Psychoanalysis and opera both have an uneven relationship to feminism, to put it mildly. The former, even when challenging the disorienting, traumatic quality of patriarchy, is a product of that same power. The practice’s roots lie in Jean-Martin Charcot’s Salpêtrière hospital in Paris, which turned the confinement of so-called “hysterical” women into a public spectacle. Freud restored to the hysteric a kind of dignity by finding meaning in her speech and body, opening a space for complex and textured subjectivity; he strove to describe how unhappy bourgeois sexual morality made people; he emancipated psychic difficulty by placing it at the center our self-image. All the same, Freud got his female patients wrong, sometimes wildly. As a bourgeois Viennese patriarch, he was hardly an exception to the world he inhabited.

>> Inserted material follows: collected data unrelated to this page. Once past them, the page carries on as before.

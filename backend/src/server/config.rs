//! HTTP server configuration object and helpers.

use std::net::SocketAddr;

use bloom_backend::inbound::http::token_config::TokenSettings;
use bloom_backend::outbound::persistence::DbPool;

/// Builder-style configuration for creating the HTTP server.
pub struct ServerConfig {
    pub(crate) tokens: TokenSettings,
    pub(crate) bind_addr: SocketAddr,
    pub(crate) db_pool: Option<DbPool>,
}

impl ServerConfig {
    /// Construct a configuration with the in-process account store.
    #[must_use]
    pub fn new(tokens: TokenSettings, bind_addr: SocketAddr) -> Self {
        Self {
            tokens,
            bind_addr,
            db_pool: None,
        }
    }

    /// Attach a database connection pool so accounts persist in PostgreSQL.
    #[must_use]
    pub fn with_db_pool(mut self, pool: DbPool) -> Self {
        self.db_pool = Some(pool);
        self
    }

    #[must_use]
    pub fn bind_addr(&self) -> SocketAddr {
        self.bind_addr
    }
}
//! Driving port for profile reads.

use async_trait::async_trait;

use crate::domain::{Account, Error, UserId};

/// Domain use-case port for reading the authenticated account.
#[cfg_attr(test, mockall::automock)]
#[async_trait]
pub trait UserProfileQuery: Send + Sync {
    /// Return the account for `user_id`, or `not_found`.
    async fn fetch_profile(&self, user_id: &UserId) -> Result<Account, Error>;
}
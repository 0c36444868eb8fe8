//! Driving port for account registration.

use async_trait::async_trait;

use crate::domain::{AuthenticatedAccount, Error, SignupRequest};

/// Domain use-case port for opening new accounts.
#[cfg_attr(test, mockall::automock)]
#[async_trait]
pub trait SignupService: Send + Sync {
    /// Open an account with the default balance and issue an access token.
    ///
    /// Fails with `conflict` when the email is already registered.
    async fn signup(&self, request: &SignupRequest) -> Result<AuthenticatedAccount, Error>;
}
//! Internal Diesel row structs for database operations.
//!
//! These types are implementation details of the persistence layer and must
//! never be exposed to the domain.

use chrono::{DateTime, Utc};
use diesel::prelude::*;
use uuid::Uuid;

use super::schema::users;

/// Row struct for reading from the users table.
#[derive(Debug, Clone, Queryable, Selectable)]
#[diesel(table_name = users)]
#[diesel(check_for_backend(diesel::pg::Pg))]
pub(crate) struct AccountRow {
    pub id: Uuid,
    pub name: String,
    pub email: String,
    pub password_hash: String,
    pub credit_hundredths: i64,
    pub total_predictions: i64,
    pub created_at: DateTime<Utc>,
}

/// Insertable struct for opening a new account.
#[derive(Debug, Clone, Insertable)]
#[diesel(table_name = users)]
pub(crate) struct NewAccountRow<'a> {
    pub id: Uuid,
    pub name: &'a str,
    pub email: &'a str,
    pub password_hash: &'a str,
    pub credit_hundredths: i64,
    pub total_predictions: i64,
    pub created_at: DateTime<Utc>,
}

/// Ledger columns returned by the conditional deduction.
#[derive(Debug, Clone, Copy, Queryable, Selectable)]
#[diesel(table_name = users)]
#[diesel(check_for_backend(diesel::pg::Pg))]
pub(crate) struct BalanceRow {
    pub credit_hundredths: i64,
    pub total_predictions: i64,
}
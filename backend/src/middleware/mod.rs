//! Request middleware for cross-cutting request lifecycle concerns.

pub mod trace;

pub use trace::Trace;
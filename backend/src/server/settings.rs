//! Server settings loaded via OrthoConfig from CLI flags, `BLOOM_*`
//! environment variables and configuration files.

use std::net::{AddrParseError, SocketAddr};
use std::path::PathBuf;

use ortho_config::OrthoConfig;
use serde::Deserialize;

const DEFAULT_BIND_ADDR: &str = "0.0.0.0:8080";
const DEFAULT_POOL_MAX_SIZE: u32 = 10;

/// Startup configuration for the HTTP server.
#[derive(Debug, Clone, Deserialize, OrthoConfig)]
#[ortho_config(prefix = "BLOOM")]
pub struct ServerSettings {
    /// Socket address to listen on.
    pub bind_addr: Option<String>,
    /// PostgreSQL connection string. Without one, accounts live in memory.
    pub database_url: Option<String>,
    /// Maximum pooled database connections.
    pub pool_max_size: Option<u32>,
    /// Token signing key path, overriding `TOKEN_KEY_FILE`.
    pub token_key_file: Option<PathBuf>,
}

impl ServerSettings {
    /// Configured bind address, falling back to `0.0.0.0:8080`.
    pub fn bind_addr(&self) -> Result<SocketAddr, AddrParseError> {
        self.bind_addr
            .as_deref()
            .unwrap_or(DEFAULT_BIND_ADDR)
            .parse()
    }

    pub fn database_url(&self) -> Option<&str> {
        self.database_url
            .as_deref()
            .map(str::trim)
            .filter(|url| !url.is_empty())
    }

    pub fn pool_max_size(&self) -> u32 {
        self.pool_max_size.unwrap_or(DEFAULT_POOL_MAX_SIZE)
    }
}

#[cfg(test)]
mod tests {
    use super::*;
    use std::ffi::OsString;

    use env_lock::lock_env;
    use rstest::rstest;

    const VARS: [&str; 4] = [
        "BLOOM_BIND_ADDR",
        "BLOOM_DATABASE_URL",
        "BLOOM_POOL_MAX_SIZE",
        "BLOOM_TOKEN_KEY_FILE",
    ];

    fn load_from_empty_args() -> ServerSettings {
        ServerSettings::load_from_iter([OsString::from("bloom-backend")])
            .expect("config should load")
    }

    #[rstest]
    fn defaults_use_memory_store_on_port_8080() {
        let _guard = lock_env(VARS.map(|name| (name, None::<String>)));

        let settings = load_from_empty_args();
        assert_eq!(
            settings.bind_addr().expect("default parses"),
            "0.0.0.0:8080".parse::<SocketAddr>().expect("literal")
        );
        assert!(settings.database_url().is_none());
        assert_eq!(settings.pool_max_size(), 10);
        assert!(settings.token_key_file.is_none());
    }

    #[rstest]
    fn environment_overrides_are_respected() {
        let _guard = lock_env([
            ("BLOOM_BIND_ADDR", Some("127.0.0.1:9000".to_owned())),
            (
                "BLOOM_DATABASE_URL",
                Some("postgres://bloom@localhost/bloom".to_owned()),
            ),
            ("BLOOM_POOL_MAX_SIZE", Some("4".to_owned())),
            ("BLOOM_TOKEN_KEY_FILE", Some("/etc/bloom/token_key".to_owned())),
        ]);

        let settings = load_from_empty_args();
        assert_eq!(
            settings.bind_addr().expect("override parses"),
            "127.0.0.1:9000".parse::<SocketAddr>().expect("literal")
        );
        assert_eq!(
            settings.database_url(),
            Some("postgres://bloom@localhost/bloom")
        );
        assert_eq!(settings.pool_max_size(), 4);
        assert_eq!(
            settings.token_key_file,
            Some(PathBuf::from("/etc/bloom/token_key"))
        );
    }

    #[rstest]
    fn blank_database_url_means_memory_store() {
        let _guard = lock_env([
            ("BLOOM_BIND_ADDR", None::<String>),
            ("BLOOM_DATABASE_URL", Some("   ".to_owned())),
            ("BLOOM_POOL_MAX_SIZE", None::<String>),
            ("BLOOM_TOKEN_KEY_FILE", None::<String>),
        ]);

        assert!(load_from_empty_args().database_url().is_none());
    }

    #[rstest]
    fn malformed_bind_addr_is_reported() {
        let _guard = lock_env([
            ("BLOOM_BIND_ADDR", Some("localhost".to_owned())),
            ("BLOOM_DATABASE_URL", None::<String>),
            ("BLOOM_POOL_MAX_SIZE", None::<String>),
            ("BLOOM_TOKEN_KEY_FILE", None::<String>),
        ]);

        assert!(load_from_empty_args().bind_addr().is_err());
    }
}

Much of this runs contiguous with opera. The art form has the scope to dramatize the worst aspects of patriarchy with sympathy and care. However, many of its stages are filled with crushingly familiar, pathologically-revisited stories that reduce intensely gendered suffering to titillating spectacle. These are often mediated through flatly-conceived characters with stereotyped motivations, and climax in death and suicide. As both Freud and opera scholar Catherine Clément have pointed out, the glorious music too often softens our sense of this ugliness.
Leoš Janáček and Sigmund Freud were born two years and four miles apart in nineteenth-century Moravia. Both were modernists who produced raw and disturbing accounts of the human psyche, in opera and prose respectively. Both were, in different ways, outsiders: Janáček as a provincial backwoodsman mostly overlooked during his career; Freud as a Jew in an increasingly hostile Vienna. Both were atheists suspicious of religious institutions, and served up acidic critiques of bourgeois morality.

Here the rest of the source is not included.